EXERCISE DIRECTIONS: Leaving nothing out, set down all the data exactly.

Extracted records
--- START ---

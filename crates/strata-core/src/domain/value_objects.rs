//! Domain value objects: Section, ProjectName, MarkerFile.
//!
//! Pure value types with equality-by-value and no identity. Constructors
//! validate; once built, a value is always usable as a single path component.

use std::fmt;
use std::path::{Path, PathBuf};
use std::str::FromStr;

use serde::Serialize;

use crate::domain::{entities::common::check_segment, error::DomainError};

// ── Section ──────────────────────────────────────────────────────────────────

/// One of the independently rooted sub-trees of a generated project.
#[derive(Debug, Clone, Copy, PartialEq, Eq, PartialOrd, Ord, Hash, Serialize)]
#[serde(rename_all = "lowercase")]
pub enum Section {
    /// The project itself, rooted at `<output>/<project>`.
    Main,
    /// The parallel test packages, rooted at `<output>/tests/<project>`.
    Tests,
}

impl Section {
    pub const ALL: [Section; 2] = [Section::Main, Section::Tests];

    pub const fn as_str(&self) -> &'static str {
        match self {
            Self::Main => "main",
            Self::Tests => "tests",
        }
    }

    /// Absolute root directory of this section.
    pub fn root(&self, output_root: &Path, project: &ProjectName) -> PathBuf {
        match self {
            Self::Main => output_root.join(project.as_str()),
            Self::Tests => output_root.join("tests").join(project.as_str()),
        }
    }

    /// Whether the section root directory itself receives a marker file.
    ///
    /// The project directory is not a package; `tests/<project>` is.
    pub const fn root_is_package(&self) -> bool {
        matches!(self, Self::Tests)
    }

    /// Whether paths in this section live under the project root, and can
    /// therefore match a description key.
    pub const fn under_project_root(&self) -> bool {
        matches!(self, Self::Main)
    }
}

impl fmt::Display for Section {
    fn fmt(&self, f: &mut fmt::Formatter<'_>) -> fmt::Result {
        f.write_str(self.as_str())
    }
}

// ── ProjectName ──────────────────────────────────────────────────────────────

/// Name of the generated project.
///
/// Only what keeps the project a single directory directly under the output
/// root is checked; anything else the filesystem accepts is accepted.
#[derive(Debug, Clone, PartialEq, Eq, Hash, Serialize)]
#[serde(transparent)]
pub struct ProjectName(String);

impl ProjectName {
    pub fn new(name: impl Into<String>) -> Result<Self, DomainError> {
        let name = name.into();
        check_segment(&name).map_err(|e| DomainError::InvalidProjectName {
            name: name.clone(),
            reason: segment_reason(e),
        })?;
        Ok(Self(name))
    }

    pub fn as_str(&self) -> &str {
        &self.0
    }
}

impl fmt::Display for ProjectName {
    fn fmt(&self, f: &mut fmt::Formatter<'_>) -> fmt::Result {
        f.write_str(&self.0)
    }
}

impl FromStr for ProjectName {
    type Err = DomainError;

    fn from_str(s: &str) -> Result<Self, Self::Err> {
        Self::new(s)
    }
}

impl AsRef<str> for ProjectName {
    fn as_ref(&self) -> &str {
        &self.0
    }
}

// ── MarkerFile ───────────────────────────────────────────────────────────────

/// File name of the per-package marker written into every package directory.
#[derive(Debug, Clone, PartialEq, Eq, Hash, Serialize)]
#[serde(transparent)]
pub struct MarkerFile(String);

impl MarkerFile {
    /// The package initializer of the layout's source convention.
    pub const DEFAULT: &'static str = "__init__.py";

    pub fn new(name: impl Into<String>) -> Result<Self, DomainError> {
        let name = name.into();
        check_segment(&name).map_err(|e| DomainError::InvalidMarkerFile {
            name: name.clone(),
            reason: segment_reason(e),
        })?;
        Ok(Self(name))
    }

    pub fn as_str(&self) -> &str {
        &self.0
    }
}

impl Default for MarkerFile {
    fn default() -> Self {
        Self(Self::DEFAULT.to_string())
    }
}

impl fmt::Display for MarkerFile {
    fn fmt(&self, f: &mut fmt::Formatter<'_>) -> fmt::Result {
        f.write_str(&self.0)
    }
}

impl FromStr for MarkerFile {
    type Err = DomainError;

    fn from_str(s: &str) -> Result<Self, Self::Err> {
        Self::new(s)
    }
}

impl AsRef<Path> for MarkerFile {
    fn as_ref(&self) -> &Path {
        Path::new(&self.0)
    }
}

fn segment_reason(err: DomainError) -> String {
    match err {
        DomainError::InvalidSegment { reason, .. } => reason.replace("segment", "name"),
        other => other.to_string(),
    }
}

--- END ---

FINISHED TASK:
filename crates/strata-core/src/domain/value_objects.rs
//! Domain value objects: Section, ProjectName, MarkerFile.
//!
//! Pure value types with equality-by-value and no identity. Constructors
//! validate; once built, a value is always usable as a single path component.

use std::fmt;
use std::path::{Path, PathBuf};
use std::str::FromStr;

use serde::Serialize;

use crate::domain::{entities::common::check_segment, error::DomainError};

// ── Section ──────────────────────────────────────────────────────────────────

/// One of the independently rooted sub-trees of a generated project.
#[derive(Debug, Clone, Copy, PartialEq, Eq, PartialOrd, Ord, Hash, Serialize)]
#[serde(rename_all = "lowercase")]
pub enum Section {
    /// The project itself, rooted at `<output>/<project>`.
    Main,
    /// The parallel test packages, rooted at `<output>/tests/<project>`.
    Tests,
}

impl Section {
    pub const ALL: [Section; 2] = [Section::Main, Section::Tests];

    pub const fn as_str(&self) -> &'static str {
        match self {
            Self::Main => "main",
            Self::Tests => "tests",
        }
    }

    /// Absolute root directory of this section.
    pub fn root(&self, output_root: &Path, project: &ProjectName) -> PathBuf {
        match self {
            Self::Main => output_root.join(project.as_str()),
            Self::Tests => output_root.join("tests").join(project.as_str()),
        }
    }

    /// Whether the section root directory itself receives a marker file.
    ///
    /// The project directory is not a package; `tests/<project>` is.
    pub const fn root_is_package(&self) -> bool {
        matches!(self, Self::Tests)
    }

    /// Whether paths in this section live under the project root, and can
    /// therefore match a description key.
    pub const fn under_project_root(&self) -> bool {
        matches!(self, Self::Main)
    }
}

impl fmt::Display for Section {
    fn fmt(&self, f: &mut fmt::Formatter<'_>) -> fmt::Result {
        f.write_str(self.as_str())
    }
}

// ── ProjectName ──────────────────────────────────────────────────────────────

/// Name of the generated project.
///
/// Only what keeps the project a single directory directly under the output
/// root is checked; anything else the filesystem accepts is accepted.
#[derive(Debug, Clone, PartialEq, Eq, Hash, Serialize)]
#[serde(transparent)]
pub struct ProjectName(String);

impl ProjectName {
    pub fn new(name: impl Into<String>) -> Result<Self, DomainError> {
        let name = name.into();
        check_segment(&name).map_err(|e| DomainError::InvalidProjectName {
            name: name.clone(),
            reason: segment_reason(e),
        })?;
        Ok(Self(name))
    }

    pub fn as_str(&self) -> &str {
        &self.0
    }
}

impl fmt::Display for ProjectName {
    fn fmt(&self, f: &mut fmt::Formatter<'_>) -> fmt::Result {
        f.write_str(&self.0)
    }
}

impl FromStr for ProjectName {
    type Err = DomainError;

    fn from_str(s: &str) -> Result<Self, Self::Err> {
        Self::new(s)
    }
}

impl AsRef<str> for ProjectName {
    fn as_ref(&self) -> &str {
        &self.0
    }
}

// ── MarkerFile ───────────────────────────────────────────────────────────────

/// File name of the per-package marker written into every package directory.
#[derive(Debug, Clone, PartialEq, Eq, Hash, Serialize)]
#[serde(transparent)]
pub struct MarkerFile(String);

impl MarkerFile {
    /// The package initializer of the layout's source convention.
    pub const DEFAULT: &'static str = "__init__.py";

    pub fn new(name: impl Into<String>) -> Result<Self, DomainError> {
        let name = name.into();
        check_segment(&name).map_err(|e| DomainError::InvalidMarkerFile {
            name: name.clone(),
            reason: segment_reason(e),
        })?;
        Ok(Self(name))
    }

    pub fn as_str(&self) -> &str {
        &self.0
    }
}

impl Default for MarkerFile {
    fn default() -> Self {
        Self(Self::DEFAULT.to_string())
    }
}

impl fmt::Display for MarkerFile {
    fn fmt(&self, f: &mut fmt::Formatter<'_>) -> fmt::Result {
        f.write_str(&self.0)
    }
}

impl FromStr for MarkerFile {
    type Err = DomainError;

    fn from_str(s: &str) -> Result<Self, Self::Err> {
        Self::new(s)
    }
}

impl AsRef<Path> for MarkerFile {
    fn as_ref(&self) -> &Path {
        Path::new(&self.0)
    }
}

fn segment_reason(err: DomainError) -> String {
    match err {
        DomainError::InvalidSegment { reason, .. } => reason.replace("segment", "name"),
        other => other.to_string(),
    }
}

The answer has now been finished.